Amazingly, Garden Design had only 179 -- repeat -- 179 ad pages in all of 2012. A statement by Bonnier said that "the economic climate, compounded by the significant industry transition to digital, have limited the growth in advertising needed to make this brand viable for our future."
Might it also be that not enough consumers found the editorial content relevant?
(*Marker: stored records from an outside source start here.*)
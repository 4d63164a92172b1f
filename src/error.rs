use thiserror::Error;

/// Failures of the period record manager.
#[derive(Debug, Error)]
pub(crate) enum PeriodError {
    #[error("Period not found: {key}")]
    NotFound { key: String },

    #[error("Invalid period key: '{key}' (expected <year>_<Month>, e.g. 2024_January)")]
    InvalidPeriodKey { key: String },

    #[error("Unknown category: {label}")]
    UnknownCategory { label: String },

    #[error(transparent)]
    Store(#[from] anyhow::Error),
}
Given the popularity of gardening and design, there shouldn't be a problem figuring out how to appeal to this significant audience.
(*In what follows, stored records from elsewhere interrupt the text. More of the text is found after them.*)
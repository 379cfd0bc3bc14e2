//! Thread-safe subscription registry.
//!
//! Maps (feed kind, instrument, subscriber) triples to subscription records.
//! This is the single shared-mutable surface of the adapter: callers mutate
//! it from arbitrary threads while the transport's delivery task queries it
//! during fan-out, so every operation goes through one mutex.
//!
//! The registry never invokes subscriber callbacks itself — [`matching`]
//! returns a snapshot taken under the lock, and the caller delivers outside
//! it. A subscriber whose `on_tick` re-enters `subscribe`/`unsubscribe`
//! therefore cannot deadlock.
//!
//! [`matching`]: SubscriptionRegistry::matching

use std::sync::{Arc, Mutex, Weak};

use tickwire_core::{CurrencyPair, FeedKind, Tick};

/// A local consumer of normalized ticks.
///
/// Invoked synchronously on the transport's delivery task, one subscriber at
/// a time; implementations should return promptly.
pub trait TickSubscriber: Send + Sync {
    fn on_tick(&self, tick: &Tick);
}

/// One registered interest. The subscriber reference is weak — the registry
/// dispatches to subscribers but never owns their lifecycle.
struct SubscriptionRecord {
    kind: FeedKind,
    pair: CurrencyPair,
    subscriber: Weak<dyn TickSubscriber>,
}

/// Concurrent registry of (kind, instrument, subscriber) subscriptions.
///
/// Records are kept in registration order, which makes fan-out order
/// deterministic.
#[derive(Default)]
pub struct SubscriptionRegistry {
    entries: Mutex<Vec<SubscriptionRecord>>,
}

impl SubscriptionRegistry {
    pub fn new() -> Self {
        Self::default()
    }

    /// Register interest in `(kind, pair)` for `subscriber`.
    ///
    /// Idempotent: an identical triple already present is left untouched, so
    /// double subscription never causes double delivery. Subscriber identity
    /// is pointer identity of the `Arc`.
    pub fn subscribe(
        &self,
        kind: FeedKind,
        pair: CurrencyPair,
        subscriber: &Arc<dyn TickSubscriber>,
    ) {
        let target = Arc::downgrade(subscriber);
        let mut entries = self.entries.lock().unwrap();
        let exists = entries
            .iter()
            .any(|r| r.kind == kind && r.pair == pair && Weak::ptr_eq(&r.subscriber, &target));
        if !exists {
            entries.push(SubscriptionRecord {
                kind,
                pair,
                subscriber: target,
            });
        }
    }

    /// Remove the matching record if present; silent no-op when absent.
    pub fn unsubscribe(
        &self,
        kind: FeedKind,
        pair: &CurrencyPair,
        subscriber: &Arc<dyn TickSubscriber>,
    ) {
        let target = Arc::downgrade(subscriber);
        self.entries.lock().unwrap().retain(|r| {
            !(r.kind == kind && r.pair == *pair && Weak::ptr_eq(&r.subscriber, &target))
        });
    }

    /// Snapshot of the live subscribers registered for `pair`, optionally
    /// filtered by feed kind, in registration order.
    ///
    /// Dead records (whose subscriber has been dropped) are pruned as a side
    /// effect. The returned `Arc`s keep the subscribers alive for the
    /// duration of the delivery that follows — outside this lock.
    pub fn matching(
        &self,
        pair: &CurrencyPair,
        kind: Option<FeedKind>,
    ) -> Vec<Arc<dyn TickSubscriber>> {
        let mut entries = self.entries.lock().unwrap();
        entries.retain(|r| r.subscriber.strong_count() > 0);
        entries
            .iter()
            .filter(|r| r.pair == *pair && kind.is_none_or(|k| r.kind == k))
            .filter_map(|r| r.subscriber.upgrade())
            .collect()
    }

    /// Number of live records (test/observability aid).
    pub fn len(&self) -> usize {
        self.entries.lock().unwrap().len()
    }

    pub fn is_empty(&self) -> bool {
        self.len() == 0
    }
}

#[cfg(test)]
mod tests {
    use super::*;
    use std::sync::atomic::{AtomicUsize, Ordering};

    #[derive(Default)]
    struct CountingSubscriber {
        ticks: AtomicUsize,
    }

    impl TickSubscriber for CountingSubscriber {
        fn on_tick(&self, _tick: &Tick) {
            self.ticks.fetch_add(1, Ordering::AcqRel);
        }
    }

    fn subscriber() -> Arc<dyn TickSubscriber> {
        Arc::new(CountingSubscriber::default())
    }

    fn btc_eth() -> CurrencyPair {
        CurrencyPair::new("BTC", "ETH")
    }

    #[test]
    fn subscribe_is_idempotent() {
        let registry = SubscriptionRegistry::new();
        let sub = subscriber();

        registry.subscribe(FeedKind::Ticker, btc_eth(), &sub);
        registry.subscribe(FeedKind::Ticker, btc_eth(), &sub);

        assert_eq!(registry.len(), 1);
        assert_eq!(registry.matching(&btc_eth(), Some(FeedKind::Ticker)).len(), 1);
    }

    #[test]
    fn same_subscriber_distinct_triples() {
        let registry = SubscriptionRegistry::new();
        let sub = subscriber();

        registry.subscribe(FeedKind::Ticker, btc_eth(), &sub);
        registry.subscribe(FeedKind::Trades, btc_eth(), &sub);
        registry.subscribe(FeedKind::Ticker, CurrencyPair::new("BTC", "XMR"), &sub);

        assert_eq!(registry.len(), 3);
        assert_eq!(registry.matching(&btc_eth(), Some(FeedKind::Ticker)).len(), 1);
        assert_eq!(registry.matching(&btc_eth(), None).len(), 2);
    }

    #[test]
    fn unsubscribe_absent_is_noop() {
        let registry = SubscriptionRegistry::new();
        let sub = subscriber();

        registry.unsubscribe(FeedKind::Ticker, &btc_eth(), &sub);
        assert!(registry.is_empty());

        registry.subscribe(FeedKind::Ticker, btc_eth(), &sub);
        registry.unsubscribe(FeedKind::OrderBook, &btc_eth(), &sub);
        assert_eq!(registry.len(), 1);

        registry.unsubscribe(FeedKind::Ticker, &btc_eth(), &sub);
        assert!(registry.is_empty());
    }

    #[test]
    fn matching_is_exact_on_pair() {
        let registry = SubscriptionRegistry::new();
        let sub = subscriber();

        registry.subscribe(FeedKind::Ticker, btc_eth(), &sub);
        assert!(
            registry
                .matching(&CurrencyPair::new("ETH", "BTC"), Some(FeedKind::Ticker))
                .is_empty()
        );
    }

    #[test]
    fn matching_preserves_registration_order() {
        let registry = SubscriptionRegistry::new();
        let first = subscriber();
        let second = subscriber();

        registry.subscribe(FeedKind::Ticker, btc_eth(), &first);
        registry.subscribe(FeedKind::Ticker, btc_eth(), &second);

        let matched = registry.matching(&btc_eth(), Some(FeedKind::Ticker));
        assert_eq!(matched.len(), 2);
        assert!(Arc::ptr_eq(&matched[0], &first));
        assert!(Arc::ptr_eq(&matched[1], &second));
    }

    #[test]
    fn dead_subscribers_are_pruned() {
        let registry = SubscriptionRegistry::new();
        let sub = subscriber();

        registry.subscribe(FeedKind::Ticker, btc_eth(), &sub);
        drop(sub);

        assert!(registry.matching(&btc_eth(), None).is_empty());
        assert!(registry.is_empty());
    }

    #[test]
    fn concurrent_mutation_is_safe() {
        let registry = Arc::new(SubscriptionRegistry::new());
        let subs: Vec<Arc<dyn TickSubscriber>> = (0..8).map(|_| subscriber()).collect();

        let handles: Vec<_> = subs
            .iter()
            .cloned()
            .map(|sub| {
                let registry = registry.clone();
                std::thread::spawn(move || {
                    for _ in 0..100 {
                        registry.subscribe(FeedKind::Ticker, btc_eth(), &sub);
                        registry.matching(&btc_eth(), Some(FeedKind::Ticker));
                        registry.unsubscribe(FeedKind::Ticker, &btc_eth(), &sub);
                    }
                    registry.subscribe(FeedKind::Ticker, btc_eth(), &sub);
                })
            })
            .collect();
        for h in handles {
            h.join().unwrap();
        }

        assert_eq!(registry.len(), 8);
    }
}
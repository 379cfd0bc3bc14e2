//! Typed error definitions for the Tickwire system.
//!
//! Provides [`FeedError`] for domain-specific errors that are more informative
//! than plain `anyhow::Error` strings. All variants implement `std::error::Error`
//! via `thiserror`, so they integrate seamlessly with `anyhow::Result`.

use thiserror::Error;

/// Domain-specific errors for the Tickwire system.
#[derive(Debug, Error)]
pub enum FeedError {
    /// Configuration parsing or validation error.
    #[error("config error: {0}")]
    Config(String),

    /// Session open, handshake, or communication error.
    #[error("transport error: {0}")]
    Transport(String),

    /// Topic subscription error on an open session.
    #[error("subscribe error: {0}")]
    Subscribe(String),

    /// Malformed field in an otherwise well-addressed ticker payload.
    ///
    /// Carries the positional index and field name so feed-format contract
    /// violations surface loudly and precisely.
    #[error("payload field `{field}` (position {index}): {detail}")]
    Payload {
        field: &'static str,
        index: usize,
        detail: String,
    },

    /// Lifecycle misuse: `start()` called on an already-started adapter.
    #[error("adapter already started")]
    AlreadyStarted,
}
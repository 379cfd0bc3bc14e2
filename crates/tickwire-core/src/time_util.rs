//! Epoch timestamp helpers.
//!
//! Tick records carry their observation time in whole seconds since the Unix
//! epoch, stamped at receipt.

use std::time::{SystemTime, UNIX_EPOCH};

/// Current time as **seconds** since Unix epoch.
#[inline]
pub fn now_s() -> u64 {
    SystemTime::now()
        .duration_since(UNIX_EPOCH)
        .unwrap_or_default()
        .as_secs()
}

#[cfg(test)]
mod tests {
    use super::*;

    #[test]
    fn now_is_past_epoch() {
        // 2023-01-01T00:00:00Z; a zeroed or wildly wrong clock fails here.
        assert!(now_s() > 1_672_531_200);
    }
}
The Winter Antiques Show in NYC opens this weekend at the Park Avenue Armory, and there will be some spectacular pieces from Barbara Israel Garden Antiques.
Among the offerings:
An English carved sandstone dog -- 18th century -- The Dog of Alcibiades -- a replica of a 2nd century Roman copy of a Hellenistic bronze. (got that?).
AND ... a pair of carved architectural fragments with bellflowers and rams' heads -- from Campion Hall, a home built in 1906 in Andover, MA, designed by Stephen Codman.
There's also a carved stone bench from the gardens of Arthur Curtiss James, Beacon Hill;a lead cistern, five feet in diameter, with signs of the zodiac on the exterior and marine life motifs on the interior; cast-iron urns from the W. Spence Cork Street Foundry in Dublin, and much more.
photo: georgiainfo.galileo.usg.edu -- click to enlarge
The Society of Municipal Arborists has named the Live Oak -- Quercus virginiana -- as the 2013 Urban Tree of the Year.
The official state tree of Georgia, the live oak was selected this year because it's an "excellent specimen," suitable as a street tree, "strongly reminiscent of the Old South," and because it is extremely tolerant of hurricane force winds. Usually accompanied by Spanish moss hanging from its branches, it's also an unusually beautiful tree, and maybe with global warming, we'll one day be able to grow it up here on Cape Cod!
It's current range is zones 8-10, but it does best in warmer locations in those areas. The usual height is about 40-80 feet, with a spread of 60 to 100 feet. It's a fast grower when young -- two to three feet per year -- but its growth rate slows with age. The tree has excellent pest and disease resistance, and it's resistant as well to salt. The current champion live oak is near Louisburg, LA, with a crown spread of 139 feet and a height of 68 feet. Wow!